--- TASK STATEMENT ---
Using the word "MemoryState" as the filter, copy each matching line from the records.

──────────

use super::{MigrationSource, Row, SourceError, SourceTransaction, SqlExecutor, Value};
use async_trait::async_trait;
use chrono::{DateTime, Utc};
use std::sync::Arc;
use std::time::Duration;
use tokio::sync::{Mutex, OwnedMutexGuard};

#[derive(Debug, Clone)]
struct LedgerRow {
    name: String,
    stage: String,
    created_at: DateTime<Utc>,
}

#[derive(Debug, Clone, Default)]
struct MemoryState {
    ledger_created: bool,
    ledger: Vec<LedgerRow>,
    scripts: Vec<String>,
}

#[derive(Debug)]
struct Settings {
    ledger_table: String,
    fail_marker: Option<String>,
    latency: Duration,
}

/// In-process source that emulates a database holding only the ledger table.
///
/// Ledger statements (create/select/insert/delete on the ledger table) update
/// an in-memory table with a `(name, stage)` primary key. Every other statement
/// is treated as a migration script and appended to a log once committed.
/// Transactions lock the whole state until they finish, so they are serializable.
#[derive(Debug, Clone)]
pub struct MemorySource {
    state: Arc<Mutex<MemoryState>>,
    settings: Arc<Settings>,
}

impl Default for MemorySource {
    fn default() -> Self {
        Self::new()
    }
}

impl MemorySource {
    pub fn new() -> Self {
        Self {
            state: Arc::new(Mutex::new(MemoryState::default())),
            settings: Arc::new(Settings {
                ledger_table: "migrations".to_string(),
                fail_marker: None,
                latency: Duration::ZERO,
            }),
        }
    }

    /// Name of the table treated as the ledger
    pub fn with_ledger_table(self, table: &str) -> Self {
        self.reconfigure(|s| s.ledger_table = table.to_string())
    }

    /// Scripts containing `marker` fail instead of being recorded
    pub fn failing_on(self, marker: &str) -> Self {
        self.reconfigure(|s| s.fail_marker = Some(marker.to_string()))
    }

    /// Delay applied to every script execution
    pub fn with_latency(self, latency: Duration) -> Self {
        self.reconfigure(|s| s.latency = latency)
    }

    fn reconfigure(self, f: impl FnOnce(&mut Settings)) -> Self {
        let mut settings = Settings {
            ledger_table: self.settings.ledger_table.clone(),
            fail_marker: self.settings.fail_marker.clone(),
            latency: self.settings.latency,
        };
        f(&mut settings);
        Self {
            state: self.state,
            settings: Arc::new(settings),
        }
    }

    /// Committed ledger keys in insertion order
    pub async fn ledger(&self) -> Vec<(String, String)> {
        let state = self.state.lock().await;
        state
            .ledger
            .iter()
            .map(|row| (row.name.clone(), row.stage.clone()))
            .collect()
    }

    /// Committed scripts in execution order
    pub async fn scripts(&self) -> Vec<String> {
        self.state.lock().await.scripts.clone()
    }

    pub async fn has_ledger_table(&self) -> bool {
        self.state.lock().await.ledger_created
    }
}

#[async_trait]
impl MigrationSource for MemorySource {
    fn backend(&self) -> &'static str {
        "memory"
    }

    fn placeholder(&self, position: usize) -> String {
        format!("${}", position)
    }

    fn quote_identifier(&self, ident: &str) -> String {
        format!(r#""{}""#, ident)
    }

    async fn exec(&self, sql: &str, args: &[&str]) -> Result<(), SourceError> {
        let mut state = self.state.lock().await;
        execute(&mut state, &self.settings, sql, args).await
    }

    async fn scan(&self, sql: &str, _args: &[&str]) -> Result<Vec<Row>, SourceError> {
        let state = self.state.lock().await;
        query(&state, &self.settings, sql)
    }

    async fn begin(&self) -> Result<Box<dyn SourceTransaction>, SourceError> {
        let guard = self.state.clone().lock_owned().await;
        let working = (*guard).clone();
        Ok(Box::new(MemoryTransaction {
            guard,
            working,
            settings: self.settings.clone(),
        }))
    }
}

/// Holds the state lock; changes are written back only on commit
pub struct MemoryTransaction {
    guard: OwnedMutexGuard<MemoryState>,
    working: MemoryState,
    settings: Arc<Settings>,
}

#[async_trait]
impl SqlExecutor for MemoryTransaction {
    async fn exec(&mut self, sql: &str, args: &[&str]) -> Result<(), SourceError> {
        execute(&mut self.working, &self.settings, sql, args).await
    }

    async fn scan(&mut self, sql: &str, _args: &[&str]) -> Result<Vec<Row>, SourceError> {
        query(&self.working, &self.settings, sql)
    }
}

#[async_trait]
impl SourceTransaction for MemoryTransaction {
    async fn commit(self: Box<Self>) -> Result<(), SourceError> {
        let MemoryTransaction {
            mut guard, working, ..
        } = *self;
        *guard = working;
        Ok(())
    }

    async fn rollback(self: Box<Self>) -> Result<(), SourceError> {
        Ok(())
    }
}

enum Statement {
    CreateLedger,
    Insert,
    Delete,
    Script,
}

fn classify(sql: &str, settings: &Settings) -> Statement {
    let normalized = sql.split_whitespace().collect::<Vec<_>>().join(" ").to_lowercase();
    let targets_ledger = |rest: &str| table_token(rest) == settings.ledger_table.to_lowercase();

    if let Some(rest) = normalized.strip_prefix("create table if not exists ")
        && targets_ledger(rest)
    {
        return Statement::CreateLedger;
    }
    if let Some(rest) = normalized.strip_prefix("insert into ")
        && targets_ledger(rest)
    {
        return Statement::Insert;
    }
    if let Some(rest) = normalized.strip_prefix("delete from ")
        && targets_ledger(rest)
    {
        return Statement::Delete;
    }
    Statement::Script
}

fn table_token(rest: &str) -> String {
    rest.split(|c: char| c.is_whitespace() || c == '(')
        .next()
        .unwrap_or_default()
        .trim_matches(|c| c == '"' || c == '`')
        .to_string()
}

fn missing_ledger(settings: &Settings) -> SourceError {
    SourceError::Script(format!(
        "relation \"{}\" does not exist",
        settings.ledger_table
    ))
}

fn ledger_key<'a>(args: &[&'a str]) -> Result<(&'a str, &'a str), SourceError> {
    match args {
        [name, stage] => Ok((*name, *stage)),
        _ => Err(SourceError::Unsupported(format!(
            "ledger statements take (name, stage), got {} arguments",
            args.len()
        ))),
    }
}

async fn execute(
    state: &mut MemoryState,
    settings: &Settings,
    sql: &str,
    args: &[&str],
) -> Result<(), SourceError> {
    match classify(sql, settings) {
        Statement::CreateLedger => {
            state.ledger_created = true;
        }
        Statement::Insert => {
            if !state.ledger_created {
                return Err(missing_ledger(settings));
            }
            let (name, stage) = ledger_key(args)?;
            if state
                .ledger
                .iter()
                .any(|row| row.name == name && row.stage == stage)
            {
                return Err(SourceError::ConstraintViolation(format!(
                    "{}, {}",
                    name, stage
                )));
            }
            state.ledger.push(LedgerRow {
                name: name.to_string(),
                stage: stage.to_string(),
                created_at: Utc::now(),
            });
        }
        Statement::Delete => {
            if !state.ledger_created {
                return Err(missing_ledger(settings));
            }
            let (name, stage) = ledger_key(args)?;
            state
                .ledger
                .retain(|row| !(row.name == name && row.stage == stage));
        }
        Statement::Script => {
            if !settings.latency.is_zero() {
                tokio::time::sleep(settings.latency).await;
            }
            if let Some(marker) = &settings.fail_marker
                && sql.contains(marker.as_str())
            {
                return Err(SourceError::Script(format!(
                    "syntax error near \"{}\"",
                    marker
                )));
            }
            state.scripts.push(sql.to_string());
        }
    }
    Ok(())
}

fn query(state: &MemoryState, settings: &Settings, sql: &str) -> Result<Vec<Row>, SourceError> {
    let normalized = sql.to_lowercase();
    let from = normalized
        .split_once(" from ")
        .map(|(_, rest)| table_token(rest.trim_start()));

    if !normalized.trim_start().starts_with("select")
        || from.as_deref() != Some(settings.ledger_table.to_lowercase().as_str())
    {
        return Err(SourceError::Unsupported(format!(
            "memory source only answers ledger queries: {}",
            sql
        )));
    }
    if !state.ledger_created {
        return Err(missing_ledger(settings));
    }

    Ok(state
        .ledger
        .iter()
        .map(|row| {
            Row::new(vec![
                Value::Text(row.name.clone()),
                Value::Text(row.stage.clone()),
                Value::Timestamp(row.created_at),
            ])
        })
        .collect())
}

──────────

--- EXERCISE OUTPUT ---
struct MemoryState {
    state: Arc<Mutex<MemoryState>>,
            state: Arc::new(Mutex::new(MemoryState::default())),
    guard: OwnedMutexGuard<MemoryState>,
    working: MemoryState,
    state: &mut MemoryState,
fn query(state: &MemoryState, settings: &Settings, sql: &str) -> Result<Vec<Row>, SourceError> {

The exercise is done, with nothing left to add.